Stored items:
Content starts
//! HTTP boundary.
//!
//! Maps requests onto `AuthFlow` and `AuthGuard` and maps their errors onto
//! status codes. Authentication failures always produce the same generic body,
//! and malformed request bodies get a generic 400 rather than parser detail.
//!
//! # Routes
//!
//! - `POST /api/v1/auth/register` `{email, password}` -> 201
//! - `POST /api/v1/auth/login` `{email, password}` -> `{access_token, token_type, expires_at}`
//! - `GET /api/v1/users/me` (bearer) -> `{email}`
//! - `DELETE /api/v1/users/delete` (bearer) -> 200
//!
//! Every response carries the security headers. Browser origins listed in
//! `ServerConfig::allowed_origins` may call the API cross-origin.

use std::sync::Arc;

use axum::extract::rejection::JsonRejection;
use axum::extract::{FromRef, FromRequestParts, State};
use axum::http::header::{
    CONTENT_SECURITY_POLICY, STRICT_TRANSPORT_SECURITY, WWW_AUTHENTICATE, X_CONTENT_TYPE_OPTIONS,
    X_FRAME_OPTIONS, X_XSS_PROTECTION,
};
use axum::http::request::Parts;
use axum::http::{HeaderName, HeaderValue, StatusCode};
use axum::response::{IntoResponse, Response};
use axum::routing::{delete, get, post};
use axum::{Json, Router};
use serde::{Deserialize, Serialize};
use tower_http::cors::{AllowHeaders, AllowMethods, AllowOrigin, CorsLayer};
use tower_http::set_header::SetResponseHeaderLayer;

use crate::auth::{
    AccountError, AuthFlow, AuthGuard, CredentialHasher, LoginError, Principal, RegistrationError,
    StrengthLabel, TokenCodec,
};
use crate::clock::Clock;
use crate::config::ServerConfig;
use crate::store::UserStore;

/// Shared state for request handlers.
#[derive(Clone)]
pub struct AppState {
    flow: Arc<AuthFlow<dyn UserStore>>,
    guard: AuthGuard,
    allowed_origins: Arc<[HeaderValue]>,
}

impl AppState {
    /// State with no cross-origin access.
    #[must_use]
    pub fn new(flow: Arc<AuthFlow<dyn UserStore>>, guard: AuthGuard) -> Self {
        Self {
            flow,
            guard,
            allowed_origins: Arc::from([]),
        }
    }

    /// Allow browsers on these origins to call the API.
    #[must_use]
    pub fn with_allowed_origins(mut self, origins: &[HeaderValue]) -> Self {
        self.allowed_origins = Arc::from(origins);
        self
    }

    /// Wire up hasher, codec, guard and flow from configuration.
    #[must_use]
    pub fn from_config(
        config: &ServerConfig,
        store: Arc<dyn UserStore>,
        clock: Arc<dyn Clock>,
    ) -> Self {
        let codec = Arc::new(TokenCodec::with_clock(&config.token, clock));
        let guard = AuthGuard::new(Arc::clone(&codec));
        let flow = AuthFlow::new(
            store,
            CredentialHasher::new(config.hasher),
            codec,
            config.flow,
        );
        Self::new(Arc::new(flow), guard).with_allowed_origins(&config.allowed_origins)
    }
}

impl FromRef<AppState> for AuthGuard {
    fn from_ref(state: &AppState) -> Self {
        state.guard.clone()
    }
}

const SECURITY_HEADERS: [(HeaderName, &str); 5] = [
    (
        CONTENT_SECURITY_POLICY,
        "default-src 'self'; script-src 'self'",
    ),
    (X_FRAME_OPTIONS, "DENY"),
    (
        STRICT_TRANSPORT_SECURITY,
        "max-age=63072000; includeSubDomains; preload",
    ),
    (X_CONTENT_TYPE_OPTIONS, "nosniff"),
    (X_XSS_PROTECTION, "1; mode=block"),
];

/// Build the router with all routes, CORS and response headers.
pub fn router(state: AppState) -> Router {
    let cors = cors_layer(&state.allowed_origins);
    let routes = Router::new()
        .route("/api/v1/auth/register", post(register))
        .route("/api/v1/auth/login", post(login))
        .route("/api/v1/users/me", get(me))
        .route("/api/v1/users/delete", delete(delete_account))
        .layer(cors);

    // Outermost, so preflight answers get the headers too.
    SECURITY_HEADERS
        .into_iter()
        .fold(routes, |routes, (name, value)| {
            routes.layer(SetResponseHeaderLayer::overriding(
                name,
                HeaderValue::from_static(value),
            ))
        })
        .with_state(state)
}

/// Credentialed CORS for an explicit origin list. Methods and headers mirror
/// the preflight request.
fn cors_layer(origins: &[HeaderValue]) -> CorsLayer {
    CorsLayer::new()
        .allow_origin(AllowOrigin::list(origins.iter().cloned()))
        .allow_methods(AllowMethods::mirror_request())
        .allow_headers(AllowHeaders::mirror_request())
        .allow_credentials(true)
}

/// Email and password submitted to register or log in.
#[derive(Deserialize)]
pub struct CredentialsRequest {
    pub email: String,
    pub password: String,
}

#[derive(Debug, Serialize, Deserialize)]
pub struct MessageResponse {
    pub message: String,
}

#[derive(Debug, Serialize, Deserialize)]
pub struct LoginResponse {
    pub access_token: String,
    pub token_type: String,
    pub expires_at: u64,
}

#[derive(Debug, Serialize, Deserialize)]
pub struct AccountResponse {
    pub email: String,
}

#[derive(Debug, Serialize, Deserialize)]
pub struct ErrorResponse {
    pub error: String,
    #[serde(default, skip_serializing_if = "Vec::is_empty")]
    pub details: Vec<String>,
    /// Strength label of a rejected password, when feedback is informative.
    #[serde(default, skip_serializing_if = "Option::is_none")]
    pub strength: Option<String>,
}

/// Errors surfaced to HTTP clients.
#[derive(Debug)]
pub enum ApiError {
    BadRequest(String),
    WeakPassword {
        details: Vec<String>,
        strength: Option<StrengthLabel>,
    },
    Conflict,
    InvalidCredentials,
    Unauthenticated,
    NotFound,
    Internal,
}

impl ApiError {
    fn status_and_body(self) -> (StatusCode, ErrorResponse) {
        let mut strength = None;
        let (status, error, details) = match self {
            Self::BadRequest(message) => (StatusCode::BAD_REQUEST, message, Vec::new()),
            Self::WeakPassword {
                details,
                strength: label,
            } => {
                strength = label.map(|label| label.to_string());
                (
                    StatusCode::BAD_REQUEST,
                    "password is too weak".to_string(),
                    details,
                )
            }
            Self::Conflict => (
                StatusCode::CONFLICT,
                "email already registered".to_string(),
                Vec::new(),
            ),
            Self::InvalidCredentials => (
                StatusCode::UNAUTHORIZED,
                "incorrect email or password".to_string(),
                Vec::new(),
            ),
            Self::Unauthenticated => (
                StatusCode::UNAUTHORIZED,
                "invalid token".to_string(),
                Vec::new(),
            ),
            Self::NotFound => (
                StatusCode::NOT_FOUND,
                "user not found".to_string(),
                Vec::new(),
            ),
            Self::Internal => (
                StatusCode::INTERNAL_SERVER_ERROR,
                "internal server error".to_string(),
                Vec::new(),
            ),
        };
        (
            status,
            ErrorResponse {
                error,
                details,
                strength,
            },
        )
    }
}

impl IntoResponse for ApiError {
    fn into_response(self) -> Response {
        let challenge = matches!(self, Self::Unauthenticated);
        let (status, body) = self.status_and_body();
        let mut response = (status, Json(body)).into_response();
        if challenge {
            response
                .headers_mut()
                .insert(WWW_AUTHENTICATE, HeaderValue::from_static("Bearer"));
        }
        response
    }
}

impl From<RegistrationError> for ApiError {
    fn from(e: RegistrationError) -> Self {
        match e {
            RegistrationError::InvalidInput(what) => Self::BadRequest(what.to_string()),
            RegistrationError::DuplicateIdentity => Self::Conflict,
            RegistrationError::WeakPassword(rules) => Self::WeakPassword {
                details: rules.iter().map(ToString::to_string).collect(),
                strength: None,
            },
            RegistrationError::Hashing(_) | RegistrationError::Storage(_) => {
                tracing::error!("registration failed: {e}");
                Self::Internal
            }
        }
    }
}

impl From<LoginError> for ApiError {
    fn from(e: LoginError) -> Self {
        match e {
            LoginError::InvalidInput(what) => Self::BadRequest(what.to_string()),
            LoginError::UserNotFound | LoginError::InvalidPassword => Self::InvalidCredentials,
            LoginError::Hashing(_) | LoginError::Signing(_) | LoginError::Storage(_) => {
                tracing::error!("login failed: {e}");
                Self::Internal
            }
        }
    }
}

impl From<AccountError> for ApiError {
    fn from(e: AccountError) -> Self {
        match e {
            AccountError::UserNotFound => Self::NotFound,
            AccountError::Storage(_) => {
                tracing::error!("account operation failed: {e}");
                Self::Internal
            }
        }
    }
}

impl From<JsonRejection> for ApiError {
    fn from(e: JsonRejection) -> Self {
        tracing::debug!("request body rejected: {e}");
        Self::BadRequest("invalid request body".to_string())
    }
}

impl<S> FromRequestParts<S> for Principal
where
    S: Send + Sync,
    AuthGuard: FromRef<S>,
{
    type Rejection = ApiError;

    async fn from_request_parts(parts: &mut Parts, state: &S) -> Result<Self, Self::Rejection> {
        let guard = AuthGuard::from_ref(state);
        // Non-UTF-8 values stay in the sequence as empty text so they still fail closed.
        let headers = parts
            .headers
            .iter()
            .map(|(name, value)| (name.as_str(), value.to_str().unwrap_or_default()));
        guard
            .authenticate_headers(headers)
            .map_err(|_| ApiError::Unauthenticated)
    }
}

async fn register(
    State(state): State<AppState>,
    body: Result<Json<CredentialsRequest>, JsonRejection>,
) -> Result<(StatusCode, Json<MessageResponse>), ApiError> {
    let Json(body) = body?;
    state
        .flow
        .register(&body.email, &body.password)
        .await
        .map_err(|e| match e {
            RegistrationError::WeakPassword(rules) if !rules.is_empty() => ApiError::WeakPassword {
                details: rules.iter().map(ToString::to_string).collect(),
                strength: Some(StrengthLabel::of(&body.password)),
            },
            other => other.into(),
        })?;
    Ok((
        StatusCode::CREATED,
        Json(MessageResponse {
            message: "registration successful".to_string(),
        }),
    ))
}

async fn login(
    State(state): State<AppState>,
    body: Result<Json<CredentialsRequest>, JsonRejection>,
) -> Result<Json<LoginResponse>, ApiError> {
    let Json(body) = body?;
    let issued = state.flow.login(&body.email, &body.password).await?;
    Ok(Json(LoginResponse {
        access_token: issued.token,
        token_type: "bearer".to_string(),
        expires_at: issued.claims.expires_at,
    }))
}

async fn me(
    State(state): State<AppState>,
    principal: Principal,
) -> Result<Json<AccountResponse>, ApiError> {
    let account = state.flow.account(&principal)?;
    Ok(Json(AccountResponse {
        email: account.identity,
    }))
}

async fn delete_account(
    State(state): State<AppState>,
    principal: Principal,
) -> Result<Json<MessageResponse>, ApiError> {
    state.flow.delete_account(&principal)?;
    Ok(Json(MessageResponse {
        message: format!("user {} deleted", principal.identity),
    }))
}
Content ends
## Assignment
From the first line of the data through the line with "use crate::store::UserStore;", quote each line exactly and add nothing else.

## Written solution
//! HTTP boundary.
//!
//! Maps requests onto `AuthFlow` and `AuthGuard` and maps their errors onto
//! status codes. Authentication failures always produce the same generic body,
//! and malformed request bodies get a generic 400 rather than parser detail.
//!
//! # Routes
//!
//! - `POST /api/v1/auth/register` `{email, password}` -> 201
//! - `POST /api/v1/auth/login` `{email, password}` -> `{access_token, token_type, expires_at}`
//! - `GET /api/v1/users/me` (bearer) -> `{email}`
//! - `DELETE /api/v1/users/delete` (bearer) -> 200
//!
//! Every response carries the security headers. Browser origins listed in
//! `ServerConfig::allowed_origins` may call the API cross-origin.

use std::sync::Arc;

use axum::extract::rejection::JsonRejection;
use axum::extract::{FromRef, FromRequestParts, State};
use axum::http::header::{
    CONTENT_SECURITY_POLICY, STRICT_TRANSPORT_SECURITY, WWW_AUTHENTICATE, X_CONTENT_TYPE_OPTIONS,
    X_FRAME_OPTIONS, X_XSS_PROTECTION,
};
use axum::http::request::Parts;
use axum::http::{HeaderName, HeaderValue, StatusCode};
use axum::response::{IntoResponse, Response};
use axum::routing::{delete, get, post};
use axum::{Json, Router};
use serde::{Deserialize, Serialize};
use tower_http::cors::{AllowHeaders, AllowMethods, AllowOrigin, CorsLayer};
use tower_http::set_header::SetResponseHeaderLayer;

use crate::auth::{
    AccountError, AuthFlow, AuthGuard, CredentialHasher, LoginError, Principal, RegistrationError,
    StrengthLabel, TokenCodec,
};
use crate::clock::Clock;
use crate::config::ServerConfig;
use crate::store::UserStore;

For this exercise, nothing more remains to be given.